Modern mosque in Kelantan, Malaysia

Masjid Jamek Razaleigh, alternatively called Masjid Mukim Razaleigh (Jawi: الحرم الغاري الشريف) and nicknamed Al-Ḥaram al-Ghārī ash-Sharīf, is a mosque located in the Gua Musang District within Kelantan, Malaysia. Completed in 2022, its construction was delayed for two years due to the COVID-19 pandemic. A tourist destination of Kelantan, the mosque is well known for its architectural style and design which is intended to replicate the Masjid al-Haram in Mecca.

== History ==
Before the construction of the mosque, the only mosque in the area was Masjid Razaleigh Lama which was not able to accommodate a large number of worshippers for the Friday prayers as well as festive prayers. The old mosque was also very prone to flooding due to its location on the banks of the Galas River, with such incidents causing extensive damage to the mosque. A religious issue also arose, that being that the old Masjid Razaleigh contained a grave in the centre of its main prayer hall, which led to conservative Muslims in the area not praying in the mosque due to an Islamic scholarly view that graves should not be in the main prayer hall of a mosque. After all these issues had been considered, Tengku Hamzah, the former Member of Parliament for the Gua Musang District, confirmed that a new mosque would be constructed at a nearby site.
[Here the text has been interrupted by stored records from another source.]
use std::path::Path;
use std::time::Duration;

use anyhow::{bail, Context, Result};
use reqwest::Url;
use serde::Deserialize;

/// Top-level configuration for the refresh worker.
#[derive(Debug, Default, Deserialize)]
pub struct Config {
    /// Warehouse task endpoint.
    #[serde(default)]
    pub upstream: UpstreamConfig,

    /// Refresh loop configuration.
    #[serde(default)]
    pub refresh: RefreshConfig,

    /// Metrics, health and read API server configuration.
    #[serde(default)]
    pub health: HealthConfig,
}

/// Warehouse task endpoint configuration.
///
/// Requests go to `{scheme}://{server}/{base}{route}`.
#[derive(Debug, Clone, Deserialize)]
pub struct UpstreamConfig {
    /// "http" or "https". Default: "http".
    #[serde(default = "default_scheme")]
    pub scheme: String,

    /// Host and optional port, e.g. "erp.local:8080".
    #[serde(default)]
    pub server: String,

    /// Published base path of the warehouse database, e.g. "trade/hs".
    #[serde(default)]
    pub base: String,

    /// Route of the task service, e.g. "/tasks".
    #[serde(default)]
    pub route: String,

    #[serde(default)]
    pub api_key: String,

    /// Basic auth user. Empty disables basic auth.
    #[serde(default)]
    pub username: String,

    #[serde(default)]
    pub password: String,

    /// Request timeout. Default: 30s.
    #[serde(default = "default_upstream_timeout", with = "humantime_serde")]
    pub timeout: Duration,
}

/// Upper bound for `refresh.lookback_days`, about ten years.
pub const MAX_LOOKBACK_DAYS: u32 = 3650;

/// Refresh loop configuration.
#[derive(Debug, Clone, Deserialize)]
pub struct RefreshConfig {
    /// Time between refresh cycles. Default: 30s.
    #[serde(default = "default_refresh_interval", with = "humantime_serde")]
    pub interval: Duration,

    /// How many days of history to request when nothing is retained yet.
    /// Default: 7.
    #[serde(default = "default_lookback_days")]
    pub lookback_days: u32,
}

/// Health metrics server configuration.
#[derive(Debug, Deserialize)]
pub struct HealthConfig {
    /// Listen address. Default: ":9090".
    #[serde(default = "default_health_addr")]
    pub addr: String,
}

// --- Default value functions ---

fn default_scheme() -> String {
    "http".to_string()
}

fn default_upstream_timeout() -> Duration {
    Duration::from_secs(30)
}

fn default_refresh_interval() -> Duration {
    Duration::from_secs(30)
}

fn default_lookback_days() -> u32 {
    7
}

fn default_health_addr() -> String {
    ":9090".to_string()
}

// --- Default trait impls ---

impl Default for UpstreamConfig {
    fn default() -> Self {
        Self {
            scheme: default_scheme(),
            server: String::new(),
            base: String::new(),
            route: String::new(),
            api_key: String::new(),
            username: String::new(),
            password: String::new(),
            timeout: default_upstream_timeout(),
        }
    }
}

impl Default for RefreshConfig {
    fn default() -> Self {
        Self {
            interval: default_refresh_interval(),
            lookback_days: default_lookback_days(),
        }
    }
}

impl Default for HealthConfig {
    fn default() -> Self {
        Self {
            addr: default_health_addr(),
        }
    }
}

// --- Validation and loading ---

impl Config {
    /// Load configuration from a YAML file.
    pub fn load(path: &Path) -> Result<Self> {
        let data = std::fs::read_to_string(path)
            .with_context(|| format!("reading config file {}", path.display()))?;

        let cfg: Config = serde_yaml::from_str(&data)
            .with_context(|| format!("parsing config file {}", path.display()))?;

        cfg.validate()?;

        Ok(cfg)
    }

    /// Validate the configuration for required fields and consistency.
    pub fn validate(&self) -> Result<()> {
        let upstream = &self.upstream;

        if upstream.server.is_empty() {
            bail!("upstream.server is required");
        }

        if upstream.route.is_empty() {
            bail!("upstream.route is required");
        }

        if upstream.api_key.is_empty() {
            bail!("upstream.api_key is required");
        }

        if upstream.scheme != "http" && upstream.scheme != "https" {
            bail!(
                "upstream.scheme must be \"http\" or \"https\", got {:?}",
                upstream.scheme
            );
        }

        if Url::parse(&upstream.url()).is_err() {
            bail!(
                "upstream.server/base/route form an invalid URL: {}",
                upstream.url()
            );
        }

        if upstream.username.is_empty() && !upstream.password.is_empty() {
            bail!("upstream.password requires upstream.username");
        }

        if upstream.timeout.is_zero() {
            bail!("upstream.timeout must be positive");
        }

        if self.refresh.interval.is_zero() {
            bail!("refresh.interval must be positive");
        }

        if self.refresh.lookback_days == 0 {
            bail!("refresh.lookback_days must be positive");
        }

        if self.refresh.lookback_days > MAX_LOOKBACK_DAYS {
            bail!(
                "refresh.lookback_days must be at most {MAX_LOOKBACK_DAYS}, got {}",
                self.refresh.lookback_days
            );
        }

        if self.health.addr.is_empty() {
            bail!("health.addr is required");
        }

        Ok(())
    }
}

impl UpstreamConfig {
    /// Full task endpoint URL, without query parameters.
    pub fn url(&self) -> String {
        let server = self.server.trim_end_matches('/');
        let base = self.base.trim_matches('/');
        let route = self.route.trim_start_matches('/');

        if base.is_empty() {
            format!("{}://{}/{}", self.scheme, server, route)
        } else {
            format!("{}://{}/{}/{}", self.scheme, server, base, route)
        }
    }
}
//! Background refresh worker for warehouse task dashboards.
//!
//! Periodically pulls task events from the warehouse system, derives
//! per-task timing metrics, merges them into the retained history and
//! publishes an immutable [`snapshot::Snapshot`] that any number of readers
//! can hold without blocking the refresh loop.

pub mod config;
pub mod export;
pub mod load;
pub mod snapshot;
pub mod task;
pub mod upstream;
pub mod worker;
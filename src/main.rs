use std::path::PathBuf;
use std::sync::Arc;

use anyhow::{Context, Result};
use clap::{Parser, Subcommand};
use tokio::signal::unix::{signal, SignalKind};
use tracing_subscriber::{fmt, EnvFilter};

use taskpulse::config::Config;
use taskpulse::export::api;
use taskpulse::export::health::HealthMetrics;
use taskpulse::upstream;
use taskpulse::worker::DataWorker;

/// Background refresh worker for warehouse task dashboards.
#[derive(Parser)]
#[command(name = "taskpulse", about)]
struct Cli {
    /// Path to the YAML configuration file.
    #[arg(short, long)]
    config: Option<PathBuf>,

    /// Logging verbosity level (trace, debug, info, warn, error).
    #[arg(long, default_value = "info")]
    log_level: String,

    #[command(subcommand)]
    command: Option<Command>,
}

#[derive(Subcommand)]
enum Command {
    /// Print version information and exit.
    Version,
}

/// Build-time version info.
mod version {
    pub const RELEASE: &str = env!("CARGO_PKG_VERSION");

    /// Git commit hash (set at build time via env, or "unknown").
    pub fn git_commit() -> &'static str {
        option_env!("GIT_COMMIT").unwrap_or("unknown")
    }

    pub fn full() -> String {
        format!(
            "{} (commit: {}, {}/{})",
            RELEASE,
            git_commit(),
            std::env::consts::OS,
            std::env::consts::ARCH,
        )
    }
}

fn main() -> Result<()> {
    let cli = Cli::parse();

    if let Some(Command::Version) = &cli.command {
        println!("taskpulse {}", version::full());
        return Ok(());
    }

    let filter = EnvFilter::try_new(&cli.log_level)
        .with_context(|| format!("invalid log level: {}", cli.log_level))?;

    fmt().with_env_filter(filter).with_target(true).init();

    let config_path = cli
        .config
        .context("--config is required (use --help for usage)")?;

    let cfg = Config::load(&config_path)
        .with_context(|| format!("loading config from {}", config_path.display()))?;

    tracing::info!(
        version = version::RELEASE,
        commit = version::git_commit(),
        "starting taskpulse",
    );

    let rt = tokio::runtime::Builder::new_multi_thread()
        .enable_all()
        .build()
        .context("building tokio runtime")?;

    rt.block_on(async { run(cfg).await })
}

async fn run(cfg: Config) -> Result<()> {
    let mut sigterm = signal(SignalKind::terminate()).context("registering SIGTERM handler")?;

    let health =
        Arc::new(HealthMetrics::new(&cfg.health.addr).context("creating health metrics")?);

    let client = create_upstream_client(&cfg, Arc::clone(&health))?;
    tracing::info!(url = client.url(), "upstream configured");

    let worker = DataWorker::new(client, &cfg.refresh).with_health(Arc::clone(&health));

    health
        .start(api::router(worker.snapshots()))
        .await
        .context("starting health metrics server")?;

    worker.start();

    tokio::select! {
        _ = tokio::signal::ctrl_c() => {
            tracing::info!("received SIGINT, shutting down");
        }
        _ = sigterm.recv() => {
            tracing::info!("received SIGTERM, shutting down");
        }
    }

    worker.stop().await?;
    health.stop().await?;

    tracing::info!("taskpulse stopped");

    Ok(())
}

/// Create the upstream client with a metrics callback.
fn create_upstream_client(cfg: &Config, health: Arc<HealthMetrics>) -> Result<upstream::Client> {
    let client = upstream::Client::new(&cfg.upstream).context("creating upstream client")?;

    Ok(client.with_metrics(Box::new(move |status, duration| {
        health
            .upstream_requests
            .with_label_values(&[status])
            .inc();
        health
            .upstream_request_duration
            .observe(duration.as_secs_f64());
    })))
}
A site next to the neighborhood police station in the centre of the village was chosen. Construction on the mosque soon began in April 2016. The mosque was almost completed in 2020 but due to the COVID-19 pandemic, completion was delayed. Masjid Jamek Razaleigh was ultimately completed in 2022 and opened in April of that year.

== Architecture ==
Masjid Jamek Razaleigh is renowned for being a smaller yet functional replica of the Masjid al-Haram, the first holy site of all Muslims that is located in Mecca. There is also a life-sized replica of the Ka'aba in the courtyard of the mosque. Like the mosque it is based on, the architectural style of Masjid Jamek Razaleigh combines Umayyad, Mamluk and Ottoman architectural elements with modern elements.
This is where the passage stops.